A Stats NZ index shows domestic airfares have risen by 12 per cent from the first quarter of 2019 (before the pandemic) to the same period this year and international fares are up 50 per cent.
Foran joins other airline chiefs in Doha next week for the annual meeting of the International Air Transport Association, where they will share similar experiences - high demand and high costs.
The Platts Jet Fuel Price Monitor today showed prices up 128 per cent on this time last year.
Foran said it was hard to judge where fuel prices would peak, but said anyone doing the shopping knew the impact of inflation in other areas too.
"What you're seeing in the supermarket plays out when we're preparing meals and what you're seeing in general inflation plays out when we're negotiating collective employment agreements," Foran said.
Spooling up
About 4000 Air New Zealand staff lost their jobs in the first phase of the pandemic but about 2000 jobs had been filled during the last year, as the airline rebuilds. It was looking for a further 1100 staff in the coming months, including in its under-pressure call centre.
"It's a lot easier to shut an airline down than it is to get going again. We are ramping up carefully to ensure we have sufficient resource across the business to get the job done safely," Foran told customers.
From July it was adding another 14 destinations to its network with 40,000 more international seats.

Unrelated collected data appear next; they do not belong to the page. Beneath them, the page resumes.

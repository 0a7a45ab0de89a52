//! 核心编排层：错误与恢复、AgentRun 记录、场景编排、主控处理器、优雅关闭

pub mod agent_run;
pub mod error;
pub mod orchestrator;
pub mod recovery;
pub mod scenario;
pub mod shutdown;

pub use agent_run::{AgentRun, AgentRunBuilder, AgentStep, RunStatus};
pub use error::{AgentError, RecoveryAction};
pub use orchestrator::Orchestrator;
pub use recovery::{backoff_delay, RecoveryEngine};
pub use scenario::{build_plan, Scenario, ScenarioParams, WorkspaceState};
pub use shutdown::{DatabaseCleanup, JoinCleanup, ShutdownCleanup, ShutdownCoordinator, ShutdownManager, ShutdownReason};
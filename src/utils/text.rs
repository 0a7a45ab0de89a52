//! 文本工具：Telegram 长消息切分、Markdown -> HTML、转义清理

use std::sync::OnceLock;

use regex::Regex;

/// Telegram 单条消息上限（官方 4096，留余量）
pub const TELEGRAM_MESSAGE_LIMIT: usize = 4000;

static BOLD_RE: OnceLock<Regex> = OnceLock::new();
static ITALIC_RE: OnceLock<Regex> = OnceLock::new();
static HEADING_RE: OnceLock<Regex> = OnceLock::new();
static ESCAPE_RE: OnceLock<Regex> = OnceLock::new();

/// 按字符截断（不追加省略号）
pub fn truncate_chars(s: &str, max_chars: usize) -> String {
    match s.char_indices().nth(max_chars) {
        Some((idx, _)) => s[..idx].to_string(),
        None => s.to_string(),
    }
}

/// 预览用截断：超长时追加 "…"
pub fn preview(s: &str, max_chars: usize) -> String {
    if s.chars().count() <= max_chars {
        s.to_string()
    } else {
        format!("{}…", truncate_chars(s, max_chars))
    }
}

/// 按段落（空行）切分，段落过长再按行，行过长再按字符
pub fn split_text(text: &str, max_chars: usize) -> Vec<String> {
    let max_chars = max_chars.max(1);
    let text = text.trim();
    if text.is_empty() {
        return Vec::new();
    }
    if text.chars().count() <= max_chars {
        return vec![text.to_string()];
    }

    let mut parts = Vec::new();
    let mut current = String::new();

    let flush = |current: &mut String, parts: &mut Vec<String>| {
        let trimmed = current.trim();
        if !trimmed.is_empty() {
            parts.push(trimmed.to_string());
        }
        current.clear();
    };

    for paragraph in text.split("\n\n") {
        let pieces: Vec<String> = if paragraph.chars().count() <= max_chars {
            vec![paragraph.to_string()]
        } else {
            split_paragraph(paragraph, max_chars)
        };

        for piece in pieces {
            let sep = if current.is_empty() { 0 } else { 2 };
            if current.chars().count() + sep + piece.chars().count() > max_chars {
                flush(&mut current, &mut parts);
            }
            if !current.is_empty() {
                current.push_str("\n\n");
            }
            current.push_str(&piece);
        }
    }
    flush(&mut current, &mut parts);
    parts
}

fn split_paragraph(paragraph: &str, max_chars: usize) -> Vec<String> {
    let mut out = Vec::new();
    let mut current = String::new();
    for line in paragraph.lines() {
        let mut line = line.to_string();
        while line.chars().count() > max_chars {
            if !current.is_empty() {
                out.push(std::mem::take(&mut current));
            }
            let head = truncate_chars(&line, max_chars);
            line = line[head.len()..].to_string();
            out.push(head);
        }
        let sep = if current.is_empty() { 0 } else { 1 };
        if current.chars().count() + sep + line.chars().count() > max_chars && !current.is_empty() {
            out.push(std::mem::take(&mut current));
        }
        if !current.is_empty() {
            current.push('\n');
        }
        current.push_str(&line);
    }
    if !current.is_empty() {
        out.push(current);
    }
    out
}

/// HTML 实体转义（Telegram HTML 模式只要求 & < >）
pub fn escape_html(s: &str) -> String {
    s.replace('&', "&amp;").replace('<', "&lt;").replace('>', "&gt;")
}

/// 去掉 Markdown 转义反斜杠（`\*`、`\_`、`\.` 等）
pub fn clean_escapes(s: &str) -> String {
    let re = ESCAPE_RE.get_or_init(|| Regex::new(r"\\([_*\[\]()~`>#+\-=|{}.!])").unwrap());
    re.replace_all(s, "$1").into_owned()
}

/// LLM 常见 Markdown 转 Telegram HTML：`**b**`、`*i*`、`# 标题`
pub fn markdown_to_html(s: &str) -> String {
    let escaped = escape_html(&clean_escapes(s));
    let heading = HEADING_RE.get_or_init(|| Regex::new(r"(?m)^#{1,6}\s+(.+?)\s*$").unwrap());
    let bold = BOLD_RE.get_or_init(|| Regex::new(r"\*\*(.+?)\*\*").unwrap());
    let italic = ITALIC_RE.get_or_init(|| Regex::new(r"\*([^*\n]+?)\*").unwrap());

    let out = heading.replace_all(&escaped, "<b>$1</b>");
    let out = bold.replace_all(&out, "<b>$1</b>");
    let out = italic.replace_all(&out, "<i>$1</i>");
    out.into_owned()
}

#[cfg(test)]
mod tests {
    use super::*;

    #[test]
    fn test_short_text_single_part() {
        assert_eq!(split_text("привет", 4000), vec!["привет".to_string()]);
        assert!(split_text("   ", 10).is_empty());
    }

    #[test]
    fn test_split_on_paragraphs() {
        let text = format!("{}\n\n{}\n\n{}", "а".repeat(6), "б".repeat(6), "в".repeat(6));
        let parts = split_text(&text, 13);
        assert_eq!(parts.len(), 3);
        assert_eq!(parts[0], "а".repeat(6));
        assert!(parts.iter().all(|p| p.chars().count() <= 13));
    }

    #[test]
    fn test_split_merges_small_paragraphs() {
        let text = "aa\n\nbb\n\ncc";
        let parts = split_text(text, 6);
        assert_eq!(parts, vec!["aa\n\nbb".to_string(), "cc".to_string()]);
    }

    #[test]
    fn test_split_very_long_line() {
        let text = "ж".repeat(25);
        let parts = split_text(&text, 10);
        assert_eq!(parts.len(), 3);
        assert_eq!(parts.concat(), text);
    }

    #[test]
    fn test_markdown_to_html() {
        assert_eq!(markdown_to_html("**Закон** принят"), "<b>Закон</b> принят");
        assert_eq!(markdown_to_html("*важно*"), "<i>важно</i>");
        assert_eq!(markdown_to_html("## НОВЫЕ ЗАКОНЫ"), "<b>НОВЫЕ ЗАКОНЫ</b>");
        assert_eq!(markdown_to_html("a < b & c"), "a &lt; b &amp; c");
    }

    #[test]
    fn test_clean_escapes() {
        assert_eq!(clean_escapes(r"ст\. 5 \*важно\*"), "ст. 5 *важно*");
    }

    #[test]
    fn test_truncate_and_preview_unicode() {
        assert_eq!(truncate_chars("Привет, мир!", 6), "Привет");
        assert_eq!(truncate_chars("abc", 10), "abc");
        assert_eq!(preview("Привет, мир!", 6), "Привет…");
    }
}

It was also bringing back up to five Boeing 777-300s out of storage this year. A third aircraft was being ''re-animated'' now and another two could join the 14 Dreamliners on its international network by the end of the year.

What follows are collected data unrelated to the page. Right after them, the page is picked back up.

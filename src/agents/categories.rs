//! 新闻分类

/// 四个主分类（顺序即摘要分节顺序）
pub const CATEGORIES: [&str; 4] = [
    "законодательные инициативы",
    "новая судебная практика",
    "новые законы",
    "поправки к законам",
];

/// 兜底分类
pub const OTHER: &str = "другое";

/// 「другое」分节标题
pub const OTHER_HEADING: &str = "ДРУГИЕ НОВОСТИ";

/// 全部分类（含兜底，兜底在最后）
pub fn all() -> impl Iterator<Item = &'static str> {
    CATEGORIES.iter().copied().chain(std::iter::once(OTHER))
}

/// 是否为合法分类名
pub fn is_known(name: &str) -> bool {
    all().any(|c| c == name)
}

/// 规范化：大小写无关地取回静态分类名
pub fn normalize(name: &str) -> Option<&'static str> {
    let lower = name.trim().to_lowercase();
    all().find(|c| *c == lower)
}

/// 在任意文本中查找第一个出现的分类名（子串匹配，大小写无关）
pub fn match_category(text: &str) -> Option<&'static str> {
    let lower = text.to_lowercase();
    all().find(|c| lower.contains(c))
}

/// 按钮上的短名：超过 15 个字符时截断
pub fn short_name(name: &str) -> String {
    if name.chars().count() > 15 {
        format!("{}...", name.chars().take(15).collect::<String>())
    } else {
        name.to_string()
    }
}

/// 摘要中的分节标题
pub fn heading(name: &str) -> String {
    if name == OTHER {
        OTHER_HEADING.to_string()
    } else {
        name.to_uppercase()
    }
}

/// 分类在摘要中的排序位置（未知分类排在最后）
pub fn order_of(name: &str) -> usize {
    all().position(|c| c == name).unwrap_or(CATEGORIES.len() + 1)
}

/// 提示词里的分类说明
pub const CATEGORY_GUIDE: &str = "\
1. Законодательные инициативы - предложения о создании новых законов или нормативных актов, находящиеся на стадии обсуждения, внесения или рассмотрения в Госдуме. Признаки: \"законопроект\", \"проект закона\", \"внесен на рассмотрение\", \"планируется принять\".
2. Новая судебная практика - решения, определения, постановления судов, создающие прецеденты или разъясняющие применение норм права. Признаки: упоминание судов (ВС, Верховный Суд, КС, арбитражный суд), номеров дел, слов \"решение\", \"определение\", \"постановление\", \"практика\".
3. Новые законы - недавно принятые и вступившие или вступающие в силу законодательные акты. Признаки: \"закон принят\", \"закон подписан\", \"вступает в силу\", номер федерального закона.
4. Поправки к законам - изменения в существующих законах. Признаки: \"внесены изменения\", \"поправки\", \"новая редакция\", \"дополнен статьей\".
5. Другое - всё, что не относится к перечисленным категориям.";

#[cfg(test)]
mod tests {
    use super::*;

    #[test]
    fn test_match_category() {
        assert_eq!(match_category("Категория: Новые законы"), Some("новые законы"));
        assert_eq!(match_category("это скорее ДРУГОЕ"), Some(OTHER));
        assert_eq!(match_category("не знаю"), None);
    }

    #[test]
    fn test_order_and_heading() {
        assert_eq!(order_of("законодательные инициативы"), 0);
        assert_eq!(order_of(OTHER), 4);
        assert!(order_of("что-то") > order_of(OTHER));
        assert_eq!(heading(OTHER), "ДРУГИЕ НОВОСТИ");
        assert_eq!(heading("новые законы"), "НОВЫЕ ЗАКОНЫ");
    }

    #[test]
    fn test_short_name_and_normalize() {
        assert_eq!(short_name("новые законы"), "новые законы");
        assert_eq!(short_name("законодательные инициативы"), "законодательные...");
        assert_eq!(normalize(" Новые Законы "), Some("новые законы"));
        assert!(is_known(OTHER));
        assert!(!is_known("спорт"));
    }
}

The airline's cost and ticket price equation has so far worked out in Air New Zealand's favour this year, last week announcing its full-year loss at $750 million is $50m less than earlier forecast - reflecting customer willingness to pay higher fares.
With surging inflation but still high pent-up demand for travel from those who had saved up during the last two years, airlines which operate in uncertain environments in ''normal times'' were facing an even more volatile outlook.
"Normally, when you start to get about 20 per [cent increases in] pricing then you're possibly going to see some waning of demand but this is such a volatile complex world that we now find ourselves [in]," Foran said.
This new environment would test demand elasticity.
"When I talk to customers they will often say 'I'm going to Rarotonga - I owe myself a holiday and I'm going'," Foran said.
They may take a holiday two or three times but then baulk when they take stock of surging prices.
Foran said businesses need to "have both hands on the wheel" to navigate the bumpy economy.
"I think you have to adopt a long term approach to this and take into account the fact that it's going to be volatile for a little bit longer yet."
The airline had more than 100,000 fares under $100 on its domestic network over the next three months.
In advice to passengers the airline said:
• "We recommend you book early. We know that travel looks a little different these days but planning in advance will help ensure you're getting the best fare."
• "If possible, travelling outside of peak times will also help. Travelling in the middle of the day or looking a day or two on either side can make a big difference."